NYT Editorial
The Supreme Court's decision striking down the military tribunals set up to try the detainees being held in Guantánamo Bay is far more than a narrow ruling on the issue of military courts. It is an important and welcome reaffirmation that even in times of war, the law is what the Constitution, the statute books and the Geneva Conventions say it is — not what the president wants it to be.
Salim Ahmed Hamdan, a Yemeni being held in Guantánamo, has been charged with conspiring to help Al Qaeda. The Bush administration has contended that he and the other prisoners there are not covered either by Congressional laws governing military trials or by the Geneva Conventions on treatment of prisoners of war. Instead, Mr. Hamdan was put on trial before a military tribunal where defendants can be excluded from the proceedings and convicted based on evidence kept secret from them and their lawyers. Prosecutors can also rely on hearsay, coerced testimony and unsworn statements.
The Supreme Court held that these rules violate the standards Congress set in the Uniform Code of Military Justice, which requires tribunals to offer the same protections, whenever practicable, as other military trials. It also ruled that the tribunals fall short of the kind of trial required by the Geneva Conventions. It rejected the administration's claim that these venerable international standards cannot be invoked in an American court.
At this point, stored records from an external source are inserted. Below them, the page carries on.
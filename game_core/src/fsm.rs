//! Phase State Machine
//!
//! Manages the app-level phases: menus, match play, pause and game over.

use serde::Serialize;

/// Bot difficulty, chosen from the difficulty menu
#[derive(Debug, Clone, Copy, PartialEq, Eq, Default, Serialize)]
pub enum Difficulty {
    SuperEasy,
    Easy,
    #[default]
    Middle,
    Hard,
}

impl Difficulty {
    /// Fraction of the distance to the ball the bot paddle closes per tick
    pub fn lerp_factor(self) -> f32 {
        match self {
            Difficulty::SuperEasy => 0.04,
            Difficulty::Easy => 0.08,
            Difficulty::Middle => 0.15,
            Difficulty::Hard => 0.25,
        }
    }
}

/// Who controls the right paddle
#[derive(Debug, Clone, Copy, PartialEq, Eq, Serialize)]
pub enum GameMode {
    Bot(Difficulty),
    Pvp,
}

impl GameMode {
    pub fn is_pvp(self) -> bool {
        matches!(self, GameMode::Pvp)
    }
}

/// Phases
#[derive(Debug, Clone, Copy, PartialEq, Eq, Serialize)]
pub enum Phase {
    Menu,
    DifficultySelect,
    ConfirmExit,
    Playing,
    Paused,
    GameOver,
    Exited,
}

/// Actions that trigger phase transitions
#[derive(Debug, Clone, Copy, PartialEq, Eq)]
pub enum Action {
    ChooseBot,
    StartPvp,
    RequestExit,
    ConfirmExit,
    Back,
    StartBot(Difficulty),
    Pause,
    Resume,
    Restart,
    QuitToMenu,
    MatchOver,
    ReturnToMenu,
}

/// Result of a phase transition
#[derive(Debug, Clone, Copy, PartialEq, Eq)]
pub struct TransitionResult {
    pub success: bool,
    pub from: Phase,
    pub to: Phase,
    pub action: Action,
}

/// Phase Finite State Machine
#[derive(Debug, Clone)]
pub struct PhaseFsm {
    phase: Phase,
}

impl PhaseFsm {
    pub fn new() -> Self {
        Self { phase: Phase::Menu }
    }

    /// Get current phase
    pub fn phase(&self) -> Phase {
        self.phase
    }

    /// Check if a transition is valid
    pub fn can_transition(&self, action: Action) -> bool {
        self.next_phase(action).is_some()
    }

    /// Attempt a transition
    pub fn transition(&mut self, action: Action) -> TransitionResult {
        let from = self.phase;

        match self.next_phase(action) {
            Some(to) => {
                self.phase = to;
                TransitionResult {
                    success: true,
                    from,
                    to,
                    action,
                }
            }
            None => TransitionResult {
                success: false,
                from,
                to: from,
                action,
            },
        }
    }

    /// Get next phase for a given action (if valid)
    fn next_phase(&self, action: Action) -> Option<Phase> {
        match (self.phase, action) {
            // From Menu
            (Phase::Menu, Action::ChooseBot) => Some(Phase::DifficultySelect),
            (Phase::Menu, Action::StartPvp) => Some(Phase::Playing),
            (Phase::Menu, Action::RequestExit) => Some(Phase::ConfirmExit),

            // From DifficultySelect
            (Phase::DifficultySelect, Action::StartBot(_)) => Some(Phase::Playing),
            (Phase::DifficultySelect, Action::Back) => Some(Phase::Menu),

            // From ConfirmExit
            (Phase::ConfirmExit, Action::ConfirmExit) => Some(Phase::Exited),
            (Phase::ConfirmExit, Action::Back) => Some(Phase::Menu),

            // From Playing
            (Phase::Playing, Action::Pause) => Some(Phase::Paused),
            (Phase::Playing, Action::MatchOver) => Some(Phase::GameOver),

            // From Paused
            (Phase::Paused, Action::Resume) => Some(Phase::Playing),
            (Phase::Paused, Action::Restart) => Some(Phase::Playing),
            (Phase::Paused, Action::QuitToMenu) => Some(Phase::Menu),

            // From GameOver
            (Phase::GameOver, Action::ReturnToMenu) => Some(Phase::Menu),

            // Invalid transition
            _ => None,
        }
    }

    pub fn is_playing(&self) -> bool {
        self.phase == Phase::Playing
    }

    pub fn is_game_over(&self) -> bool {
        self.phase == Phase::GameOver
    }
}

impl Default for PhaseFsm {
    fn default() -> Self {
        Self::new()
    }
}
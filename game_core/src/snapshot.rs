//! Read-only view of the engine handed to the renderer once per tick.

use serde::Serialize;

use crate::{Ball, BallModifier, GameMode, Paddle, PaddlePowerup, Particle, Phase, Side};

#[derive(Debug, Clone, Serialize)]
pub struct PaddleView {
    pub side: Side,
    pub x: f32,
    pub y: f32,
    pub width: f32,
    pub height: f32,
    pub score: u32,
    pub color: [u8; 3],
    pub powerup: PaddlePowerup,
    /// Label shown under the score: own powerup or credited ball effect
    pub powerup_label: Option<&'static str>,
    pub powerup_time_left: f32,
    pub trail: Vec<f32>,
}

impl PaddleView {
    pub fn new(paddle: &Paddle, credited: Option<(BallModifier, f32)>, now: f32) -> Self {
        let (powerup_label, powerup_time_left) = match (paddle.powerup.label(), credited) {
            (Some(label), _) => (Some(label), (paddle.powerup_expires_at - now).max(0.0)),
            (None, Some((modifier, expires_at))) => (modifier.label(), (expires_at - now).max(0.0)),
            (None, None) => (None, 0.0),
        };
        Self {
            side: paddle.side,
            x: paddle.x,
            y: paddle.y,
            width: paddle.width,
            height: paddle.height,
            score: paddle.score,
            color: paddle.side.color(),
            powerup: paddle.powerup,
            powerup_label,
            powerup_time_left,
            trail: paddle.trail.iter().copied().collect(),
        }
    }
}

#[derive(Debug, Clone, Serialize)]
pub struct BallView {
    pub x: f32,
    pub y: f32,
    pub radius: f32,
    pub modifier: BallModifier,
    pub visible: bool,
}

impl From<&Ball> for BallView {
    fn from(ball: &Ball) -> Self {
        Self {
            x: ball.pos.x,
            y: ball.pos.y,
            radius: ball.effective_radius(),
            modifier: ball.modifier,
            visible: !ball.is_hidden(),
        }
    }
}

#[derive(Debug, Clone, Serialize)]
pub struct MathView {
    pub equation: String,
    pub time_left: f32,
    pub progress: f32,
}

/// Everything needed to draw one frame
#[derive(Debug, Clone, Serialize)]
pub struct Snapshot {
    pub phase: Phase,
    pub mode: GameMode,
    pub arena: [f32; 2],
    /// "MM:SS" of match time, or "SUDDEN DEATH"
    pub clock: String,
    pub level: u32,
    pub left: PaddleView,
    pub right: PaddleView,
    pub ball: BallView,
    pub math: Option<MathView>,
    pub particles: Vec<Particle>,
    pub winner_text: Option<String>,
}

pub fn format_clock(elapsed: f32, sudden_death: bool) -> String {
    if sudden_death {
        return "SUDDEN DEATH".to_string();
    }
    let total = elapsed.max(0.0) as u32;
    format!("{:02}:{:02}", total / 60, total % 60)
}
The Bush administration could go to Congress and ask for a special law that allowed it to create a unique system of justice for Guantánamo detainees. That is an argument for another day. The message of this ruling is that the executive branch cannot continue in its remarkable insistence that because there is a war on terror, it no longer needs to follow established procedures that would subject it to scrutiny by another branch of government. The justices rejected the administration's constant refrain — made in everything from its "enemy combatant" policies to its defense of the National Security Agency's domestic spying — that the authority Congress granted the president to use force after Sept. 11, the exigencies of wartime, or simply the inherent powers of the presidency allow President Bush to trample on existing laws as he sees fit.
The key to the decision was the court's swing justice, Anthony Kennedy. He provided the fifth vote for the majority, and wrote a separate opinion that eloquently distilled the key principles: that "respect for laws" duly passed by Congress and signed into law by the president is particularly necessary in times of crisis, and that "the Constitution is best preserved by reliance on standards tested over time and insulated from the pressures of the moment."
This is the latest in a series of rebukes to the Bush administration. The court has already rejected its claim that the Guantánamo detainees have no right to be heard in American courts, and that an American citizen designated an enemy combatant can be held indefinitely without being brought before a judge.
The current conservative court is not hostile to law enforcement or presidential power. But it is proving to be admirably protective of individual freedom and the rule of law. Rather than continue having his policies struck down, President Bush should find a way to prosecute the war on terror within the bounds of the law.